What the task asks –
Below are records; please set down exactly the lines from the first through the one containing "or default locations.".

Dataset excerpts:
=== Begin Enclosure ===

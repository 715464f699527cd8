use std::path::{Path, PathBuf};

use crate::args::DEFAULT_CONFIG_FILES;
use crate::error::{AppError, AppResult, ConfigError};

use super::types::ConfigFile;

/// Loads a configuration file from the provided path or default locations.
///
/// # Errors
///
/// Returns an error when the config file cannot be read or parsed.
pub fn load_config(path: Option<&str>) -> AppResult<Option<ConfigFile>> {
    if let Some(path) = path {
        let path = PathBuf::from(path);
        return Ok(Some(load_config_file(&path)?));
    }

    for candidate in DEFAULT_CONFIG_FILES {
        let candidate = Path::new(candidate);
        if candidate.exists() {
            return Ok(Some(load_config_file(candidate)?));
        }
    }

    Ok(None)
}

pub(crate) fn load_config_file(path: &Path) -> AppResult<ConfigFile> {
    let content = std::fs::read_to_string(path).map_err(|err| {
        AppError::config(ConfigError::ReadConfig {
            path: path.to_path_buf(),
            source: err,
        })
    })?;
    match path.extension().and_then(|ext| ext.to_str()) {
        Some("toml") => toml::from_str(&content).map_err(|err| {
            AppError::config(ConfigError::ParseToml {
                path: path.to_path_buf(),
                source: err,
            })
        }),
        Some("json") => serde_json::from_str(&content).map_err(|err| {
            AppError::config(ConfigError::ParseJson {
                path: path.to_path_buf(),
                source: err,
            })
        }),
        Some(ext) => Err(AppError::config(ConfigError::UnsupportedExtension {
            ext: ext.to_owned(),
        })),
        None => Err(AppError::config(ConfigError::MissingExtension)),
    }
}
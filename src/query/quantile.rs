use std::fmt;
use std::str::FromStr;

use serde::{Deserialize, Deserializer};

use crate::error::ValidationError;

/// Quantiles pre-computed for every histogram when none are configured.
pub const DEFAULT_QUANTILES: [f64; 5] = [0.5, 0.75, 0.9, 0.95, 0.99];

/// A quantile in `(0, 1]`.
#[derive(Debug, Clone, Copy, PartialEq, PartialOrd)]
pub struct Quantile(f64);

impl Quantile {
    #[must_use]
    pub const fn get(self) -> f64 {
        self.0
    }

    /// Percentile rendered as an integer, e.g. `95` for `0.95`.
    ///
    /// Rounds to nearest. Integer truncation of `q * 100` names some
    /// quantiles one lower (`0.29` becomes `28`), so series named by
    /// truncating publishers will not line up for such quantiles.
    #[must_use]
    pub fn percentile(self) -> u32 {
        let scaled = (self.0 * 100.0).round();
        // in range by construction: 0 < scaled <= 100
        scaled as u32
    }

    /// Series name suffix, e.g. `_P95`.
    #[must_use]
    pub fn name_suffix(self) -> String {
        format!("_P{}", self.percentile())
    }
}

impl TryFrom<f64> for Quantile {
    type Error = ValidationError;

    fn try_from(value: f64) -> Result<Self, Self::Error> {
        if value.is_finite() && value > 0.0 && value <= 1.0 {
            Ok(Quantile(value))
        } else {
            Err(ValidationError::QuantileOutOfRange { value })
        }
    }
}

impl FromStr for Quantile {
    type Err = ValidationError;

    fn from_str(s: &str) -> Result<Self, Self::Err> {
        let value: f64 = s
            .trim()
            .parse()
            .map_err(|err| ValidationError::InvalidQuantileNumber {
                value: s.to_owned(),
                source: err,
            })?;
        Quantile::try_from(value)
    }
}

impl fmt::Display for Quantile {
    fn fmt(&self, f: &mut fmt::Formatter<'_>) -> fmt::Result {
        write!(f, "{}", self.0)
    }
}

impl<'de> Deserialize<'de> for Quantile {
    fn deserialize<D>(deserializer: D) -> Result<Self, D::Error>
    where
        D: Deserializer<'de>,
    {
        let value = f64::deserialize(deserializer)?;
        Quantile::try_from(value).map_err(serde::de::Error::custom)
    }
}
use tokio::sync::broadcast;

use crate::shutdown::{ShutdownReceiver, ShutdownSender};

#[cfg(unix)]
use tokio::signal::unix::{SignalKind, signal};

/// Broadcast channel size for shutdown notifications (single signal fan-out).
const SHUTDOWN_CHANNEL_CAPACITY: usize = 1;

#[must_use]
pub fn shutdown_channel() -> (ShutdownSender, ShutdownReceiver) {
    broadcast::channel::<()>(SHUTDOWN_CHANNEL_CAPACITY)
}

/// Broadcasts shutdown on Ctrl-C or SIGTERM. Exits quietly once shutdown
/// is broadcast from elsewhere.
pub fn setup_signal_shutdown_handler(shutdown_tx: &ShutdownSender) -> tokio::task::JoinHandle<()> {
    let shutdown_tx = shutdown_tx.clone();
    tokio::spawn(async move {
        let mut shutdown_rx = shutdown_tx.subscribe();

        #[cfg(unix)]
        let mut term_signal = match signal(SignalKind::terminate()) {
            Ok(signal) => Some(signal),
            Err(err) => {
                tracing::warn!("Failed to register SIGTERM handler: {}", err);
                None
            }
        };

        #[cfg(unix)]
        {
            tokio::select! {
                _ = shutdown_rx.recv() => {}
                _ = tokio::signal::ctrl_c() => {
                    tracing::info!("Interrupt received, shutting down.");
                    drop(shutdown_tx.send(()));
                }
                () = async {
                    if let Some(signal) = term_signal.as_mut() {
                        signal.recv().await;
                    } else {
                        std::future::pending::<()>().await;
                    }
                } => {
                    tracing::info!("SIGTERM received, shutting down.");
                    drop(shutdown_tx.send(()));
                }
            }
        }

        #[cfg(not(unix))]
        {
            tokio::select! {
                _ = shutdown_rx.recv() => {}
                _ = tokio::signal::ctrl_c() => {
                    tracing::info!("Interrupt received, shutting down.");
                    drop(shutdown_tx.send(()));
                }
            }
        }
    })
}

=== End Enclosure ===

Your response –
repository 715464f699527cd8
use std::path::{Path, PathBuf};

use crate::args::DEFAULT_CONFIG_FILES;
use crate::error::{AppError, AppResult, ConfigError};

use super::types::ConfigFile;

/// Loads a configuration file from the provided path or default locations.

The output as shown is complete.